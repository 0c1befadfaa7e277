//! # CellarDB
//!
//! An embeddable column-family store built on a log-structured merge tree:
//! - Tables of column families; cells addressed by (row, family, qualifier,
//!   timestamp)
//! - Write-Ahead Logging (WAL) for durability, replayed on open
//! - Block-indexed segments with Bloom filters
//! - Size-tiered compaction with version and tombstone retention
//! - Snapshot reads: a read never observes a partially applied batch
//!
//! ## Architecture Overview
//!
//! ```text
//! ┌─────────────────────────────────────────────────────────────┐
//! │                         Store                               │
//! │           (catalog, tables, maintenance worker)             │
//! └─────────────────────┬───────────────────────────────────────┘
//!                       │
//! ┌─────────────────────▼───────────────────────────────────────┐
//! │                         Table                               │
//! │            (Single Writer / Multi Reader)                   │
//! └─────────────────────┬───────────────────────────────────────┘
//!                       │
//!          ┌────────────┴────────────┐
//!          │                         │
//!          ▼                         ▼
//!   ┌─────────────┐          ┌─────────────┐
//!   │     WAL     │          │  MemTable   │
//!   │  (Append)   │          │  (RwLock)   │
//!   └─────────────┘          └──────┬──────┘
//!                                   │ flush
//!                                   ▼
//!                           ┌─────────────┐      ┌────────────┐
//!                           │  Segments   │◄────►│ Compaction │
//!                           │ (+ Bloom)   │      └────────────┘
//!                           └─────────────┘
//! ```
//!
//! ## Example
//! ```no_run
//! use cellar::{Config, Store};
//!
//! # fn main() -> cellar::Result<()> {
//! let store = Store::open(Config::builder().data_dir("./data").build())?;
//! store.create_table("users", &["info"])?;
//! store.put("users", b"alice", "info", b"email", b"alice@example.com")?;
//! assert!(store.get("users", b"alice", "info", b"email")?.is_some());
//! # Ok(())
//! # }
//! ```

// =============================================================================
// Module Declarations
// =============================================================================

pub mod error;
pub mod config;
pub mod encoding;
mod fsutil;

pub mod wal;
pub mod memtable;
pub mod storage;
pub mod compaction;

pub mod catalog;
pub mod table;
pub mod query;
pub mod maintenance;
pub mod store;

// =============================================================================
// Public API Re-exports
// =============================================================================

pub use catalog::TableDescriptor;
pub use compaction::{CompactionHandle, CompactionOutcome};
pub use config::{CompactionConfig, Config, ConfigBuilder, WalSyncStrategy};
pub use encoding::{Cell, CellKey, CellValue};
pub use error::{CellarError, Result};
pub use query::{Row, RowScanner, Scan};
pub use store::Store;
pub use table::{RowMutation, Table, TableState};

// =============================================================================
// Version Info
// =============================================================================

/// Current version of CellarDB
pub const VERSION: &str = env!("CARGO_PKG_VERSION");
+-------+
Task to complete: Go line by line through the data, copying each one that contains the word "Bloom".

Completed exercise:
//! - Block-indexed segments with Bloom filters
//!                           │ (+ Bloom)   │      └────────────┘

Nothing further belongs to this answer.